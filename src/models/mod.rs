//! Domain models shared across the execution core.

pub mod event;
pub mod queue;
pub mod task;

pub use event::SessionEvent;
pub use queue::{PromptOptions, QueuedPrompt};
pub use task::{TaskRecord, TaskStatus};
use axum::http::StatusCode;
use axum::response::{IntoResponse, Response};
use axum::Json;
use color_eyre::Report;
use serde::Serialize;
use tracing::error;

#[derive(Debug, Serialize)]
pub struct ApiErrorBody {
  pub error: String,
}

#[derive(Debug)]
pub enum ApiError {
  NotFound(&'static str),
  BadRequest(&'static str),
  /// The engine failed on a call we can't degrade
  BadGateway(String),
  Internal(Report),
}

impl ApiError {
  pub fn not_found(message: &'static str) -> Self {
    Self::NotFound(message)
  }

  fn status(&self) -> StatusCode {
    match self {
      Self::NotFound(_) => StatusCode::NOT_FOUND,
      Self::BadRequest(_) => StatusCode::BAD_REQUEST,
      Self::BadGateway(_) => StatusCode::BAD_GATEWAY,
      Self::Internal(_) => StatusCode::INTERNAL_SERVER_ERROR,
    }
  }
}

impl From<Report> for ApiError {
  fn from(report: Report) -> Self {
    Self::Internal(report)
  }
}

impl IntoResponse for ApiError {
  fn into_response(self) -> Response {
    let status = self.status();
    let message = match self {
      Self::NotFound(message) | Self::BadRequest(message) => message.to_string(),
      Self::BadGateway(detail) => detail,
      Self::Internal(report) => {
        error!(target: "sword_proxy::http", error = ?report, "request failed");
        "Internal server error".to_string()
      }
    };
    (status, Json(ApiErrorBody { error: message })).into_response()
  }
}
+ + + + +
▶ _YOUR ASSIGNMENT_: Give back the entries exactly, so that each line matches the original.

▶ _SOLUTION FOR THIS TASK_:
filename src/models/mod.rs
//! Domain models shared across the execution core.

pub mod event;
pub mod queue;
pub mod task;

pub use event::SessionEvent;
pub use queue::{PromptOptions, QueuedPrompt};
pub use task::{TaskRecord, TaskStatus};
use axum::http::StatusCode;
use axum::response::{IntoResponse, Response};
use axum::Json;
use color_eyre::Report;
use serde::Serialize;
use tracing::error;

#[derive(Debug, Serialize)]
pub struct ApiErrorBody {
  pub error: String,
}

#[derive(Debug)]
pub enum ApiError {
  NotFound(&'static str),
  BadRequest(&'static str),
  /// The engine failed on a call we can't degrade
  BadGateway(String),
  Internal(Report),
}

impl ApiError {
  pub fn not_found(message: &'static str) -> Self {
    Self::NotFound(message)
  }

  fn status(&self) -> StatusCode {
    match self {
      Self::NotFound(_) => StatusCode::NOT_FOUND,
      Self::BadRequest(_) => StatusCode::BAD_REQUEST,
      Self::BadGateway(_) => StatusCode::BAD_GATEWAY,
      Self::Internal(_) => StatusCode::INTERNAL_SERVER_ERROR,
    }
  }
}

impl From<Report> for ApiError {
  fn from(report: Report) -> Self {
    Self::Internal(report)
  }
}

impl IntoResponse for ApiError {
  fn into_response(self) -> Response {
    let status = self.status();
    let message = match self {
      Self::NotFound(message) | Self::BadRequest(message) => message.to_string(),
      Self::BadGateway(detail) => detail,
      Self::Internal(report) => {
        error!(target: "sword_proxy::http", error = ?report, "request failed");
        "Internal server error".to_string()
      }
    };
    (status, Json(ApiErrorBody { error: message })).into_response()
  }
}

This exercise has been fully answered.